Because my upbringing was founded on solid values of self-respect, dignity, honesty and authenticity, I make a conscious effort to surround myself with people that demonstrate and display those values. I have a clear vision of what the future of pharmacy should look like and I believe that my activism is needed and will result in change. That belief keeps me motivated.
Black Leaders Awareness Day is an opportunity to introduce black leaders to the world. Do you have a personal favourite black leader, if so, who is it and why?
I look up to many black leaders that have broken barriers and with their courage have changed the course of history. I have taken the time to study the life and achievements of hundreds of black leaders from around the world, all of whom I admire. I believe Nelson Mandela is the pinnacle of leadership for all the sacrifices he made and the unique way he dealt with racism. But I would like to put the spotlight on Bessie Coleman.

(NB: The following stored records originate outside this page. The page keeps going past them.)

//! Logging setup backed by flexi_logger
//!
//! The library itself only emits records through the `log` facade. Embedding
//! applications that want the crate's formatting call [`init_logging`] once at
//! startup (or [`crate::core::settings::Settings::init_logging`]).

use crate::core::error::{CoreError, CoreResult};
use std::path::Path;
use std::sync::{Mutex, OnceLock};
use strum_macros::{Display, EnumString};

/// Global handle for the running logger, kept for runtime reconfiguration
static LOGGER_HANDLE: OnceLock<Mutex<flexi_logger::LoggerHandle>> = OnceLock::new();

/// Output format for log lines
#[derive(Debug, Clone, Copy, Default, PartialEq, Eq, Display, EnumString, serde::Deserialize)]
#[strum(serialize_all = "lowercase", ascii_case_insensitive)]
#[serde(rename_all = "lowercase")]
pub enum LogFormat {
    /// Timestamp, level and message
    #[default]
    Text,
    /// Text plus the source location of the record
    Ext,
    /// One compact JSON object per line
    Json,
}

/// Start the global logger
///
/// Can only succeed once per process; later calls fail with a logging error
/// because the `log` facade refuses a second logger.
pub fn init_logging(
    log_level: Option<&str>,
    log_format: LogFormat,
    log_file: Option<&Path>,
    color_enabled: bool,
) -> CoreResult<()> {
    use flexi_logger::{FileSpec, Logger};

    let level_str = log_level.unwrap_or("info");
    let mut logger = Logger::try_with_str(level_str)?;

    logger = match (log_format, color_enabled) {
        (LogFormat::Json, _) => logger.format(json_format),
        (LogFormat::Ext, true) => logger.format(extended_color_format),
        (LogFormat::Ext, false) => logger.format(extended_format),
        (LogFormat::Text, true) => logger.format(simple_color_format),
        (LogFormat::Text, false) => logger.format(simple_format),
    };

    if let Some(file_path) = log_file {
        let file_spec = FileSpec::try_from(file_path)?;
        logger = logger.log_to_file(file_spec);
    }

    let handle = logger.start()?;
    let _ = LOGGER_HANDLE.set(Mutex::new(handle));

    log::debug!("Logging initialised at '{}' ({})", level_str, log_format);
    Ok(())
}

/// Change the active log level at runtime
///
/// Format, colour and file output are fixed when the logger starts; only the
/// level specification can be swapped afterwards.
pub fn reconfigure_logging(log_level: &str) -> CoreResult<()> {
    let handle_mutex = LOGGER_HANDLE.get().ok_or(CoreError::LoggingNotInitialised)?;
    let mut handle = crate::core::sync::lock_or_recover(handle_mutex, "logger handle");
    handle.parse_and_push_temp_spec(log_level)?;
    Ok(())
}

fn level_abbr(level: log::Level) -> &'static str {
    match level {
        log::Level::Error => "ERR",
        log::Level::Warn => "WRN",
        log::Level::Info => "INF",
        log::Level::Debug => "DBG",
        log::Level::Trace => "TRC",
    }
}

// Format: "YYYY-MM-DD HH:mm:ss.fff INF message"
fn simple_format(
    w: &mut dyn std::io::Write,
    now: &mut flexi_logger::DeferredNow,
    record: &log::Record,
) -> Result<(), std::io::Error> {
    write!(
        w,
        "{} {} {}",
        now.format("%Y-%m-%d %H:%M:%S%.3f"),
        level_abbr(record.level()),
        record.args()
    )
}

fn simple_color_format(
    w: &mut dyn std::io::Write,
    now: &mut flexi_logger::DeferredNow,
    record: &log::Record,
) -> Result<(), std::io::Error> {
    use colored::*;

    let level_colored = match record.level() {
        log::Level::Error => "ERR".red().bold(),
        log::Level::Warn => "WRN".yellow(),
        log::Level::Info => "INF".green(),
        log::Level::Debug => "DBG".blue(),
        log::Level::Trace => "TRC".magenta(),
    };

    write!(
        w,
        "{} {} {}",
        now.format("%Y-%m-%d %H:%M:%S%.3f").to_string().dimmed(),
        level_colored,
        record.args()
    )
}

// Format: "YYYY-MM-DD HH:mm:ss.fff INF message (queue/manager.rs:42)"
fn extended_format(
    w: &mut dyn std::io::Write,
    now: &mut flexi_logger::DeferredNow,
    record: &log::Record,
) -> Result<(), std::io::Error> {
    let target_formatted = format_target_as_path(record.target(), record.line());

    write!(
        w,
        "{} {} {} ({})",
        now.format("%Y-%m-%d %H:%M:%S%.3f"),
        level_abbr(record.level()),
        record.args(),
        target_formatted
    )
}

fn extended_color_format(
    w: &mut dyn std::io::Write,
    now: &mut flexi_logger::DeferredNow,
    record: &log::Record,
) -> Result<(), std::io::Error> {
    use colored::*;

    let level_colored = match record.level() {
        log::Level::Error => "ERR".red().bold(),
        log::Level::Warn => "WRN".yellow(),
        log::Level::Info => "INF".green(),
        log::Level::Debug => "DBG".blue(),
        log::Level::Trace => "TRC".magenta(),
    };
    let target_formatted = format_target_as_path(record.target(), record.line());

    write!(
        w,
        "{} {} {} ({})",
        now.format("%Y-%m-%d %H:%M:%S%.3f").to_string().dimmed(),
        level_colored,
        record.args(),
        target_formatted.dimmed()
    )
}

fn json_format(
    w: &mut dyn std::io::Write,
    now: &mut flexi_logger::DeferredNow,
    record: &log::Record,
) -> Result<(), std::io::Error> {
    use serde_json::{json, to_string};

    // Ordered: timestamp, level, message, metadata
    let json_obj = json!({
        "timestamp": now.format("%Y-%m-%dT%H:%M:%S%.3fZ").to_string(),
        "level": level_abbr(record.level()),
        "message": record.args().to_string(),
        "target": format_target_as_path(record.target(), record.line())
    });

    match to_string(&json_obj) {
        Ok(json_string) => w.write_all(json_string.as_bytes()),
        Err(_) => w.write_all(b"{\"error\":\"Failed to serialize log message\"}"),
    }
}

// relaymq::queue::manager -> queue/manager.rs
fn format_target_as_path(target: &str, line: Option<u32>) -> String {
    let path_like = if let Some(without_prefix) = target.strip_prefix("relaymq::") {
        without_prefix.replace("::", "/") + ".rs"
    } else {
        target.replace("::", "/")
    };

    match line {
        Some(line_num) => format!("{}:{}", path_like, line_num),
        None => path_like,
    }
}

She was the first black woman to obtain a pilot license. And when she was not able to learn how to fly in the United States where she was born, she saved money, learned French and travelled to France to attend a flight school. She was best known as “Queen Bess” and “Brave Bessie” for her skills and daring flying manoeuvring. I have a huge admiration for that type of courage and determination. She not only fought racism, but she repudiated it by refusing to participate in events where blacks were not allowed to attend.